SUPPLIED DATA —
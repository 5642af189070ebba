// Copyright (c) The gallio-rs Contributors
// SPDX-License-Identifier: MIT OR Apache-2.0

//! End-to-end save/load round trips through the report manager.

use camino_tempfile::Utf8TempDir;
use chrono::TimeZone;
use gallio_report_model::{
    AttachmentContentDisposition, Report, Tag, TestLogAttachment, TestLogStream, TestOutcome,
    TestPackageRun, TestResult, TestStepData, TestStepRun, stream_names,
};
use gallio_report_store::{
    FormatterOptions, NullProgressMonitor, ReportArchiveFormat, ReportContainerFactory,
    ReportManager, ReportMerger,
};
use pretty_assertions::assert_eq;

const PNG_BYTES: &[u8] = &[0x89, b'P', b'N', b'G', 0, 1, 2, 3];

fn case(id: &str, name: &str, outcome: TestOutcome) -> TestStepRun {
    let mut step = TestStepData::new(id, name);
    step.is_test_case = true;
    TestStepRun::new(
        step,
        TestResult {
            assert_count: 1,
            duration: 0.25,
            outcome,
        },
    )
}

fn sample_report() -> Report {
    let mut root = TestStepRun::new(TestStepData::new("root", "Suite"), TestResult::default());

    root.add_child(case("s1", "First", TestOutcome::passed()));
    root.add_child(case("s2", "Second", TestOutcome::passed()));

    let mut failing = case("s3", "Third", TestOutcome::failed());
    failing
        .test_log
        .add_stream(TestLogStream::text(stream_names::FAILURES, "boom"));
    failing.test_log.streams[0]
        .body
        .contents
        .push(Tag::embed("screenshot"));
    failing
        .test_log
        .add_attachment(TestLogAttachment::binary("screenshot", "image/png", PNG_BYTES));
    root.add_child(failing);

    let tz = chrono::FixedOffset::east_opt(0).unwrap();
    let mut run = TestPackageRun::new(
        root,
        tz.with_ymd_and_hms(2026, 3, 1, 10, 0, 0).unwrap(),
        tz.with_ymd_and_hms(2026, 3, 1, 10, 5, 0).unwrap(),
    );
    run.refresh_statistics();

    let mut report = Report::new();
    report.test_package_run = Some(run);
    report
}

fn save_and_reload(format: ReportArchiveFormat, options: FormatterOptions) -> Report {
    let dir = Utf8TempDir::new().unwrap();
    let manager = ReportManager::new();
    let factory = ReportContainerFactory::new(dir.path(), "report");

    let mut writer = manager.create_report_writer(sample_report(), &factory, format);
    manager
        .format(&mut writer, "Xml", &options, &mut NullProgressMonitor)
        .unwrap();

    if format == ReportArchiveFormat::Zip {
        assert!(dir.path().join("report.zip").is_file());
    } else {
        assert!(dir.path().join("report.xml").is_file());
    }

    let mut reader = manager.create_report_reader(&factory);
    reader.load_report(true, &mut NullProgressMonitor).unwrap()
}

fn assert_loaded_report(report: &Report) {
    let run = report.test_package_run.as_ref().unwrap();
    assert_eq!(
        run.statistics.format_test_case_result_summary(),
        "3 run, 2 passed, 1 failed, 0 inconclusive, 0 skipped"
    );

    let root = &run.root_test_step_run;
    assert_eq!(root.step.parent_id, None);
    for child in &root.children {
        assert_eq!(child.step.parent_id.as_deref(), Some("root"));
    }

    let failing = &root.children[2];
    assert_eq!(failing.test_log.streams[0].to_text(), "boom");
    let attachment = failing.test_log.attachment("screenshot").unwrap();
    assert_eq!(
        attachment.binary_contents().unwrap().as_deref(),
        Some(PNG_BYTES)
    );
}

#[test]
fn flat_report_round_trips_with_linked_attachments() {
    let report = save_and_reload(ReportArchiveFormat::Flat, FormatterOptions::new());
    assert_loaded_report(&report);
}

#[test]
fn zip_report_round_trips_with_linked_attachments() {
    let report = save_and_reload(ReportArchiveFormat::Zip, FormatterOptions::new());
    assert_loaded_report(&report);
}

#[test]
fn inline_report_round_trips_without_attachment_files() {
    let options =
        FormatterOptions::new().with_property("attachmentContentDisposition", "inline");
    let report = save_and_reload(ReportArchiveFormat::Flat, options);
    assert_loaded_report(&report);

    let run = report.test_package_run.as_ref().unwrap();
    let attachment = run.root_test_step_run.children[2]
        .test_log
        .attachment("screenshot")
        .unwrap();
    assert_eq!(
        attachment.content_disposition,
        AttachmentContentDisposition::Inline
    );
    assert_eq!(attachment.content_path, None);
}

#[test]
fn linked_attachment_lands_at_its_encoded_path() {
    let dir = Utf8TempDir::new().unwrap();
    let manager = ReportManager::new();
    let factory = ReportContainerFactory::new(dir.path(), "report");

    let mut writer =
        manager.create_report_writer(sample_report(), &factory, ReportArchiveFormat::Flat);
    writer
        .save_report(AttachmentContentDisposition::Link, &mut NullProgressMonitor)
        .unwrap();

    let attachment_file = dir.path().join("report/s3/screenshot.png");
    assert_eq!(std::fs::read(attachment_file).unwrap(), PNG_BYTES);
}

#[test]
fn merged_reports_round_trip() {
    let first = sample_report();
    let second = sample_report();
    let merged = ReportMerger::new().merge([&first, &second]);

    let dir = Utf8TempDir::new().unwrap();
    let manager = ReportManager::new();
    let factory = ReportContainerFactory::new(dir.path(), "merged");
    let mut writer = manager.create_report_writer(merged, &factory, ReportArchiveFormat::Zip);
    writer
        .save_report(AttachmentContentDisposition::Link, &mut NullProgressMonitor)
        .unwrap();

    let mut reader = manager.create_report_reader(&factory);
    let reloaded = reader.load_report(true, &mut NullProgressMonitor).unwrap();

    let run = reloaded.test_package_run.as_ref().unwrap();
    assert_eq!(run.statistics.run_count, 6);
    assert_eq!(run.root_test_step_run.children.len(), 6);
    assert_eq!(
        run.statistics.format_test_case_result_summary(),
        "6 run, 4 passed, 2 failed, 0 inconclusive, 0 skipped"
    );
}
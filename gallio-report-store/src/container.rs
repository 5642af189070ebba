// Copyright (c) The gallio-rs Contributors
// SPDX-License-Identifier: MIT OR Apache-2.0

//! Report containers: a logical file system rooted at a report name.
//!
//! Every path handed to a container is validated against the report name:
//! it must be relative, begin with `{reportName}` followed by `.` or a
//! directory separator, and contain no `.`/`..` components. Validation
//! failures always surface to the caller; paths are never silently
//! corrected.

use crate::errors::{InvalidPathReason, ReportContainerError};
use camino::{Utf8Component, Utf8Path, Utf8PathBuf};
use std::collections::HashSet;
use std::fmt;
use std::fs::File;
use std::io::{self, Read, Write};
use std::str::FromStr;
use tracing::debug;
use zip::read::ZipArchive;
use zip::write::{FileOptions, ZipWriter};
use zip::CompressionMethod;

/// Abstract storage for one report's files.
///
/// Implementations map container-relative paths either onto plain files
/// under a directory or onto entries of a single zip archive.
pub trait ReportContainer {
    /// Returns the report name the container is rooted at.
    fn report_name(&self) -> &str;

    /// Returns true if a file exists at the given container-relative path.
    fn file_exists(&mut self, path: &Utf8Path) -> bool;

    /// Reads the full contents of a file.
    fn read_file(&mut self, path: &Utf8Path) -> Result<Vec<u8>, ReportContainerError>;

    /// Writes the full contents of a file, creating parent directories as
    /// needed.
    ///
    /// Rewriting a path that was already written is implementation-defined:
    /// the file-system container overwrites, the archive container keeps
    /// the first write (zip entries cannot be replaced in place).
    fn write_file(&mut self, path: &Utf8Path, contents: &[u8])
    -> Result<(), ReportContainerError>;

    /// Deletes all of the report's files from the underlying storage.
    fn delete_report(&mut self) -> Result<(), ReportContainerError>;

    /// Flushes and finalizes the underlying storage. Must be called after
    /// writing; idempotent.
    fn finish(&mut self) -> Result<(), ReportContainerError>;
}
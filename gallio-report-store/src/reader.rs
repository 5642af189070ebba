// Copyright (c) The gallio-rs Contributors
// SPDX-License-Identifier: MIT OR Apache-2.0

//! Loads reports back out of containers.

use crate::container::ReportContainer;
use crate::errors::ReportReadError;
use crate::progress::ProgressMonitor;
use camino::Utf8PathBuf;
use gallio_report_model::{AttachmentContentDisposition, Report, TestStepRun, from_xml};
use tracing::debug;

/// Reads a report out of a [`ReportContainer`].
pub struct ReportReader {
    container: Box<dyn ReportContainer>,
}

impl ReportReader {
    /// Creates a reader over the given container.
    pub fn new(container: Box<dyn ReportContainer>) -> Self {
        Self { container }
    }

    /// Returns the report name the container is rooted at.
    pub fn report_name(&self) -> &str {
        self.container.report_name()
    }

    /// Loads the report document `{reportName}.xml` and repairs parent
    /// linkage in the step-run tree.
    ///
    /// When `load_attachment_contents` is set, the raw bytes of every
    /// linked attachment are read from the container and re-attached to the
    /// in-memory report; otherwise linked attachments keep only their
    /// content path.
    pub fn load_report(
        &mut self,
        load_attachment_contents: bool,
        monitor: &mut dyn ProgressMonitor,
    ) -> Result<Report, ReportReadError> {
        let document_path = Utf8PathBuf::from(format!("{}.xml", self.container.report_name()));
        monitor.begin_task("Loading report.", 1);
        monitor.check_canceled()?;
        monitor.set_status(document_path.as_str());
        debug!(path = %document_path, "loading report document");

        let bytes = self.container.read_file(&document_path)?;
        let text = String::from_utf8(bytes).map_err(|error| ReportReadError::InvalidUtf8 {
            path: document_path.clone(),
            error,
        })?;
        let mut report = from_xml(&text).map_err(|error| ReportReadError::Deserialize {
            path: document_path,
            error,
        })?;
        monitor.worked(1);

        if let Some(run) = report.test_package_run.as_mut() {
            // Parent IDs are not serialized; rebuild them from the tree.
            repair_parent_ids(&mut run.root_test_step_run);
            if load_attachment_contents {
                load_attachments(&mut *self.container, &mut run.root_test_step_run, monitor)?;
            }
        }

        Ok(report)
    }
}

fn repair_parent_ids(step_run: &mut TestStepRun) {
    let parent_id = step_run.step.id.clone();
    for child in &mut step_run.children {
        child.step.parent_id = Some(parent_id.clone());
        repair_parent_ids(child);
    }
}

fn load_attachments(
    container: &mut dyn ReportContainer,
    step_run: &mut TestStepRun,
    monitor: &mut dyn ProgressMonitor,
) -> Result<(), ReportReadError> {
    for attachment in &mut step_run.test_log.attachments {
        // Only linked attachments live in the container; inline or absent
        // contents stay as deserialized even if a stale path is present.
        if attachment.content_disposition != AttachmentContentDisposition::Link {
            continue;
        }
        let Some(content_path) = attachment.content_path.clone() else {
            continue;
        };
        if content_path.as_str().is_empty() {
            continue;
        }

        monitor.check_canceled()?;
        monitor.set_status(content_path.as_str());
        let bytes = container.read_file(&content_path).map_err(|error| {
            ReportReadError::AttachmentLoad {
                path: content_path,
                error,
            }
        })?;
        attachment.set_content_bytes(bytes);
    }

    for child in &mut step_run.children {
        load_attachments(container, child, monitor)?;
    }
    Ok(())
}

---

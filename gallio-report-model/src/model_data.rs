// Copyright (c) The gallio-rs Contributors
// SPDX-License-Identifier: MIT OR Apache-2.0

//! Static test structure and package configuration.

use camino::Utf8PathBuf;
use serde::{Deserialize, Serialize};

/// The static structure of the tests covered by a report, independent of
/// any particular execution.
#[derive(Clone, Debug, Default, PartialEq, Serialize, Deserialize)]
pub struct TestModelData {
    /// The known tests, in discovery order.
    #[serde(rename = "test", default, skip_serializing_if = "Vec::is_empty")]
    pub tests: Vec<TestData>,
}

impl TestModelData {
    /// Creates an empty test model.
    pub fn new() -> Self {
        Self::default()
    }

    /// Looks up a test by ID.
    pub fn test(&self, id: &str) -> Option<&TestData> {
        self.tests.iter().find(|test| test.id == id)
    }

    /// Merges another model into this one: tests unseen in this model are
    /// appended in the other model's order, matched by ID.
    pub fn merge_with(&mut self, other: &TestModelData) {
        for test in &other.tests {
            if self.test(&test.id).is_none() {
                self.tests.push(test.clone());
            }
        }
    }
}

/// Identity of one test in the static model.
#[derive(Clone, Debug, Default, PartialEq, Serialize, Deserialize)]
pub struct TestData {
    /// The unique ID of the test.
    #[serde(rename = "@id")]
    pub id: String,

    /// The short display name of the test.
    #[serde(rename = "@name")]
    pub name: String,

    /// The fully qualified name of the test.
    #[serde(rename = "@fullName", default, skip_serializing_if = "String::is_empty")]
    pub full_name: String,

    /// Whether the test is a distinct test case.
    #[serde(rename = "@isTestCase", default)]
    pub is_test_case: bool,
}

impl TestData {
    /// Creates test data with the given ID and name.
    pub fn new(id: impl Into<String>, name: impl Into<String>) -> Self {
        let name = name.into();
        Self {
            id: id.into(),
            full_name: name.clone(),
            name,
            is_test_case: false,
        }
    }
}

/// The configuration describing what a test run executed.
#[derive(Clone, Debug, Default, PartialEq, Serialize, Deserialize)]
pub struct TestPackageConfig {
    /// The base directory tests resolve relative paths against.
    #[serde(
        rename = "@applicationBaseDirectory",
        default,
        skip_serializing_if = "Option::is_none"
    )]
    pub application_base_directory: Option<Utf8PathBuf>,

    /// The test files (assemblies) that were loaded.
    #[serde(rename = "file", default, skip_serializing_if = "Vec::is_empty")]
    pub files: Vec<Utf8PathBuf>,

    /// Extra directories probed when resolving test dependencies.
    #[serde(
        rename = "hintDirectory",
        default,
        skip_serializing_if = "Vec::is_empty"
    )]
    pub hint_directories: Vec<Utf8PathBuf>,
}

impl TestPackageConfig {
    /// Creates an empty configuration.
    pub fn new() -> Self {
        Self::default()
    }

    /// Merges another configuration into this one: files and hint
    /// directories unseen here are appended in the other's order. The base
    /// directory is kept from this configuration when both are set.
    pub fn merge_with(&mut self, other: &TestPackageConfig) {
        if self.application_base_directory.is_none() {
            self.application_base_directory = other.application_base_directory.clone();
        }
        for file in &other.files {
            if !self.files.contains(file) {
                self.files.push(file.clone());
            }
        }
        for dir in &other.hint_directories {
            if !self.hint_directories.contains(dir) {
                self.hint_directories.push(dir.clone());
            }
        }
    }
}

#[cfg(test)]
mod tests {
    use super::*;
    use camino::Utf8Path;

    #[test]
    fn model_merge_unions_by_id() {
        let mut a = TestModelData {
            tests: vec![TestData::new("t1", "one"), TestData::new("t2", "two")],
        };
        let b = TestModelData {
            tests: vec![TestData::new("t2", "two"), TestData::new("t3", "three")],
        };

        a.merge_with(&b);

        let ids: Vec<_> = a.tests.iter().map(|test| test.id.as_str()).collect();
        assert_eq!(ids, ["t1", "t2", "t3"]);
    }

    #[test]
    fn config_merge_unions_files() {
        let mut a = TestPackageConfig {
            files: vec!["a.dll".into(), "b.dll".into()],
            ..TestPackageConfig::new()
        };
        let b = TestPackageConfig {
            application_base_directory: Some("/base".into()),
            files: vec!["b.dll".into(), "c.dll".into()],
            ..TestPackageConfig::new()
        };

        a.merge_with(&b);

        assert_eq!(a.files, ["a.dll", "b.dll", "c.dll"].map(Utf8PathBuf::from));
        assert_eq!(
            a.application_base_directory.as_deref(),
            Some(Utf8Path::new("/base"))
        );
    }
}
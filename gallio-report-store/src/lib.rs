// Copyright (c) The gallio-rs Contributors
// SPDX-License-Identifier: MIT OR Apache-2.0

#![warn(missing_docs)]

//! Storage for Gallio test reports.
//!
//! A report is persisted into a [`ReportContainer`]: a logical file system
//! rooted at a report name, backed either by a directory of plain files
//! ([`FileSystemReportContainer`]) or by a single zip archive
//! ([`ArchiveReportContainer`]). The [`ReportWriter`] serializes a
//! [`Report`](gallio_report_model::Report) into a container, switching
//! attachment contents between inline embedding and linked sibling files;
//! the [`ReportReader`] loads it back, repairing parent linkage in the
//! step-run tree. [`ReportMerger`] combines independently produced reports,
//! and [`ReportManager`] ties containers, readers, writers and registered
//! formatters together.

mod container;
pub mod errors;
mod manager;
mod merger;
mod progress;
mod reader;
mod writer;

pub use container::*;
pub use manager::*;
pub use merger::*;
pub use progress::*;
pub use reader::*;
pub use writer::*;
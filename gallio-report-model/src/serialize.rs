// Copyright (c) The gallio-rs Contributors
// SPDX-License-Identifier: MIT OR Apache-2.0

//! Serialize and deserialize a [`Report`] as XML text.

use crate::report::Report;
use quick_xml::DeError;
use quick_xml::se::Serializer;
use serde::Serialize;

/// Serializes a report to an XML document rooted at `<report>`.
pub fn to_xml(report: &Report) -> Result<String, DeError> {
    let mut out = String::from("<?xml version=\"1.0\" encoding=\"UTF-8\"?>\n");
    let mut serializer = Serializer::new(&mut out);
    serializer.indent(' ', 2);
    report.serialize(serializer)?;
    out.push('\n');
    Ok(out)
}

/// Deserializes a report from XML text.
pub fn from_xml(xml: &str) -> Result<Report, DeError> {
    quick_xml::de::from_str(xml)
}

EXERCISE DETAILS — If a line of the data contains "onto", copy it out.

RESULT FOR THIS EXERCISE —
/// Implementations map container-relative paths either onto plain files
/// under a directory or onto entries of a single zip archive.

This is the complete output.